Who's right? The American Banker’s Association or The Standard & Poor’s/Experian Consumer Credit Default Index?

Who is right?

I am stumped.  Perhaps you can help me explain what seems like a contradiction. 

CNNMoney.com recently published the following headline: Credit card delinquencies fall to 8-year low.  This story is based on a report by the American Banker’s Association (ABA).  On the other hand, The New York Times published an article about how credit card default rates are still rising to record levels.  This story is based on a study completed by The Standard & Poor’s/Experian Consumer Credit Default Index. 

The ABA posits in the CNN article that “About 3.88% of bank credit card accounts were past due by 30 days or more in the first quarter of the year.”  However, The Standard & Poor’s/Experian Consumer Credit Default Index indicates, as reported by the New York Times that “In the three months through April the default rate on credit card loans had climbed to 9.14 percent, the highest since the index began to be calculated in 2004.” To be in default, an account must be at least six months behind, unless the lender has already written it off or the borrower has filed for bankruptcy.

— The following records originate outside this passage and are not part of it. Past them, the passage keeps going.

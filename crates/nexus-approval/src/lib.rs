//! Nexus Approval - human-in-the-loop approval rendezvous.
//!
//! Agent code that needs a user's sign-off calls
//! [`ApprovalManager::request_approval`] and suspends until the UI
//! submits a response (or the request is cancelled). Two request kinds
//! exist: validating a query's complexity analysis before execution,
//! and confirming a tool execution.
//!
//! Decisions can be remembered for the session: one boolean for query
//! analysis, a per-tool-name map for tool execution. Remembered
//! decisions short-circuit later requests without consulting the UI.

#![deny(unsafe_code)]
#![warn(missing_docs)]
#![deny(clippy::all)]
#![warn(unreachable_pub)]
#![deny(clippy::unwrap_used)]
#![cfg_attr(test, allow(clippy::unwrap_used))]

mod error;
mod manager;
mod request;

pub use error::{ApprovalError, ApprovalResult};
pub use manager::{ApprovalConfig, ApprovalManager, ApprovalUi};
pub use request::{ApprovalKind, ApprovalRequest, ApprovalResponse};
//! MCP tool provider: aggregates tools from the fleet and routes calls.

use async_trait::async_trait;
use serde_json::Value;
use std::collections::HashMap;
use std::sync::Arc;
use tokio::sync::RwLock;
use tracing::{debug, info, warn};

use nexus_mcp::ConnectionManager;

use crate::error::{ToolError, ToolResult};
use crate::provider::{ToolProvider, ToolSpec};

/// Tool provider backed by the MCP connection manager.
///
/// Aggregates tools from every client, deduplicating by name — the
/// first server to claim a name wins, duplicates are logged and
/// skipped. A private routing map records which server owns each tool;
/// execution forwards to that server's client.
pub struct McpToolProvider {
    manager: Arc<ConnectionManager>,
    /// `tool_name -> server_name`, rebuilt on every definition listing.
    routes: RwLock<HashMap<String, String>>,
}

impl std::fmt::Debug for McpToolProvider {
    fn fmt(&self, f: &mut std::fmt::Formatter<'_>) -> std::fmt::Result {
        f.debug_struct("McpToolProvider").finish_non_exhaustive()
    }
}

impl McpToolProvider {
    /// Create a provider over the fleet.
    #[must_use]
    pub fn new(manager: Arc<ConnectionManager>) -> Self {
        Self {
            manager,
            routes: RwLock::new(HashMap::new()),
        }
    }

    /// Names of all servers currently in the fleet.
    pub async fn server_names(&self) -> Vec<String> {
        self.manager.clients().await.into_keys().collect()
    }
}

#[async_trait]
impl ToolProvider for McpToolProvider {
    fn provider_name(&self) -> &str {
        "mcp"
    }

    async fn tool_definitions(&self) -> Vec<ToolSpec> {
        let clients = self.manager.clients().await;

        // List concurrently across the fleet; a failing client simply
        // contributes nothing.
        let listings = futures::future::join_all(clients.iter().map(|(name, client)| {
            let name = name.clone();
            let client = client.clone();
            async move { (name, client.list_tools().await) }
        }))
        .await;

        let mut specs: Vec<ToolSpec> = Vec::new();
        let mut routes: HashMap<String, String> = HashMap::new();

        for (server_name, tools) in listings {
            debug!(server = %server_name, count = tools.len(), "Listed tools");
            for tool in tools {
                if let Some(owner) = routes.get(&tool.name) {
                    warn!(
                        tool = %tool.name,
                        server = %server_name,
                        owner = %owner,
                        "Duplicate tool name, skipping"
                    );
                    continue;
                }
                routes.insert(tool.name.clone(), server_name.clone());
                specs.push(ToolSpec {
                    name: tool.name,
                    description: tool.description,
                    input_schema: tool.input_schema,
                });
            }
        }

        info!(
            tool_count = specs.len(),
            server_count = clients.len(),
            "Aggregated MCP tools"
        );
        *self.routes.write().await = routes;
        specs
    }

    async fn execute(&self, tool_name: &str, arguments: Value) -> ToolResult<String> {
        let server_name = {
            let routes = self.routes.read().await;
            routes.get(tool_name).cloned()
        };

        let Some(server_name) = server_name else {
            return Err(ToolError::NotFound {
                name: tool_name.to_string(),
            });
        };

        let Some(client) = self.manager.client(&server_name).await else {
            return Err(ToolError::ExecutionFailed {
                name: tool_name.to_string(),
                reason: format!("server {server_name} no longer in fleet"),
            });
        };

        debug!(tool = tool_name, server = %server_name, "Executing MCP tool");

        let Some(outcome) = client.call_tool(tool_name, arguments).await else {
            return Err(ToolError::ExecutionFailed {
                name: tool_name.to_string(),
                reason: format!("call to {server_name} failed or server disconnected"),
            });
        };

        if outcome.is_error {
            return Err(ToolError::ExecutionFailed {
                name: tool_name.to_string(),
                reason: outcome.joined_text(),
            });
        }

        // JSON-array rendering keeps multi-block results unambiguous
        serde_json::to_string(&outcome.texts).map_err(|e| ToolError::ExecutionFailed {
            name: tool_name.to_string(),
            reason: format!("result serialization failed: {e}"),
        })
    }
}
//! Command and resource preprocessing in front of the reasoning loop.
//!
//! Before a query reaches the adaptive loop, `@token` mentions are
//! resolved to server resources and injected as context, and a leading
//! `/command` whose first word names a known prompt is executed
//! through the MCP prompt interface — its rendered messages become the
//! conversation and the loop runs with an empty query.

use std::sync::Arc;
use tracing::{debug, info, warn};

use async_trait::async_trait;
use nexus_artifacts::ArtifactManager;
use nexus_mcp::ConnectionManager;

use crate::error::RuntimeResult;
use crate::observer::ExecutionObserver;
use crate::parsers::{ArgumentParser, CompositeParser, PromptArgumentSchema};
use crate::reasoning_loop::AdaptiveReasoningLoop;
use crate::session::Agent;

/// Agent facade that expands `/commands` and `@resources`, then
/// delegates to the adaptive reasoning loop.
pub struct CommandControlAgent {
    artifacts: Arc<ArtifactManager>,
    fleet: Arc<ConnectionManager>,
    reasoning: Arc<AdaptiveReasoningLoop>,
    parser: Arc<dyn ArgumentParser>,
}

impl std::fmt::Debug for CommandControlAgent {
    fn fmt(&self, f: &mut std::fmt::Formatter<'_>) -> std::fmt::Result {
        f.debug_struct("CommandControlAgent").finish_non_exhaustive()
    }
}

impl CommandControlAgent {
    /// Create the agent with the default composite argument parser.
    #[must_use]
    pub fn new(
        artifacts: Arc<ArtifactManager>,
        fleet: Arc<ConnectionManager>,
        reasoning: Arc<AdaptiveReasoningLoop>,
    ) -> Self {
        Self {
            artifacts,
            fleet,
            reasoning,
            parser: Arc::new(CompositeParser::new()),
        }
    }

    /// Swap in a different argument parser.
    #[must_use]
    pub fn with_parser(mut self, parser: Arc<dyn ArgumentParser>) -> Self {
        self.parser = parser;
        self
    }

    /// Try to process the query as a `/command`.
    ///
    /// Returns `true` when the command was executed and its prompt
    /// messages appended to the conversation.
    async fn process_command(&self, query: &str) -> bool {
        let Some(first_word) = query.split_whitespace().next() else {
            return false;
        };
        let Some(command_name) = first_word.strip_prefix('/') else {
            return false;
        };
        if command_name.is_empty() {
            return false;
        }

        let Some((prompt, server_name)) = self.artifacts.find_prompt(command_name).await else {
            warn!(command = command_name, "Command not found in any MCP server");
            return false;
        };

        let Some(client) = self.fleet.client(&server_name).await else {
            warn!(server = %server_name, "Client not found for prompt's server");
            return false;
        };

        // Parse arguments against the prompt's schema
        let remaining = query
            .strip_prefix(first_word)
            .unwrap_or("")
            .trim()
            .to_string();
        let schemas = PromptArgumentSchema::from_prompt(&prompt);
        let mut arguments = self.parser.parse(&remaining, &schemas);
        CompositeParser::apply_defaults(&mut arguments, &schemas);
        CompositeParser::validate(&arguments, &schemas, command_name);

        info!(
            command = command_name,
            server = %server_name,
            argument_count = arguments.len(),
            "Executing prompt command"
        );

        let argument_map = if arguments.is_empty() {
            None
        } else {
            Some(
                arguments
                    .into_iter()
                    .map(|(key, value)| (key, serde_json::Value::String(value)))
                    .collect(),
            )
        };

        let messages = client.get_prompt(command_name, argument_map).await;
        if messages.is_empty() {
            warn!(command = command_name, "No messages returned from prompt");
            return false;
        }

        // The prompt's rendered messages become the context
        let conversation = self.reasoning.conversation();
        let mut conversation = conversation.lock().await;
        for message in &messages {
            conversation.add_message(&message.role, message.content.clone());
        }
        info!(command = command_name, messages = messages.len(), "Prompt messages appended");
        true
    }

    /// Resolve `@token` mentions into a resource-context envelope.
    ///
    /// Tokens that match no resource stay literal text in the query —
    /// the model may still treat them as natural-language references.
    async fn extract_resources(&self, query: &str) -> String {
        let mentions: Vec<&str> = query
            .split_whitespace()
            .filter_map(|word| word.strip_prefix('@'))
            .filter(|token| !token.is_empty())
            .collect();

        if mentions.is_empty() {
            return String::new();
        }

        let resources_by_server = self.artifacts.resources_by_server().await;
        let mut context = String::new();

        for (server_name, uris) in resources_by_server {
            let Some(client) = self.fleet.client(&server_name).await else {
                continue;
            };
            for uri in uris {
                let matched = mentions
                    .iter()
                    .any(|mention| uri == *mention || uri.contains(*mention));
                if !matched {
                    continue;
                }

                debug!(server = %server_name, uri = %uri, "Fetching mentioned resource");
                if let Some(payload) = client.read_resource(&uri).await {
                    context.push_str(&format!(
                        "\n<resource id=\"{server_name}:{uri}\">\n{}\n</resource>\n",
                        payload.as_context_text()
                    ));
                }
            }
        }

        if !context.is_empty() {
            info!(chars = context.len(), "Extracted resource context");
        }
        context
    }

    fn enrich_with_resources(query: &str, resource_context: &str) -> String {
        format!(
            "The user has a question:\n<query>\n{query}\n</query>\n\n\
             The following context may be useful in answering their question:\n\
             <context>\n{resource_context}\n</context>\n\n\
             The user's query might contain references to documents like \"@report.docx\". \
             The \"@\" only marks a mention; the document's actual name is \"report.docx\". \
             When the document content is included above, do not use a tool to read it again. \
             Answer the user's question directly and concisely, starting with the exact \
             information they need, without referring to the provided context."
        )
    }
}

#[async_trait]
impl Agent for CommandControlAgent {
    async fn run(&self, query: &str, observer: &dyn ExecutionObserver) -> RuntimeResult<String> {
        info!(query = %query.chars().take(50).collect::<String>(), "Processing query");

        if query.starts_with('/') && self.process_command(query).await {
            // The command's messages are already the context
            debug!("Command processed, running loop with empty query");
            return self.reasoning.run("", observer).await;
        }

        let resource_context = self.extract_resources(query).await;
        let effective_query = if resource_context.is_empty() {
            query.to_string()
        } else {
            Self::enrich_with_resources(query, &resource_context)
        };

        self.reasoning.run(&effective_query, observer).await
    }
}

#[cfg(test)]
mod tests {
    use super::*;

    #[test]
    fn test_enrichment_envelope_shape() {
        let enriched = CommandControlAgent::enrich_with_resources(
            "summarize @report.docx",
            "\n<resource id=\"docs:report.docx\">\ncontents\n</resource>\n",
        );
        assert!(enriched.contains("<query>\nsummarize @report.docx\n</query>"));
        assert!(enriched.contains("<resource id=\"docs:report.docx\">"));
        assert!(enriched.contains("do not use a tool to read it again"));
    }
}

Perhaps I am comparing apples to oranges. I can think of two reasons: 1) The ABA is looking at “bank credit card accounts”, perhaps a more restricted data set, and 2) the definitions of past due and in default differ.  But, do these reasons--and others unbeknown--adequately explain a difference of 5.26 percent?  Intuition tells me that the ABA number should be much higher, perhaps as much as double the 9.14 percentage.

I am sure that the key to resolving my confusion is a better understanding of each organization’s methodology in assessing the data.  However, the discrepancy just does not make much sense to me at all.  

What do you think?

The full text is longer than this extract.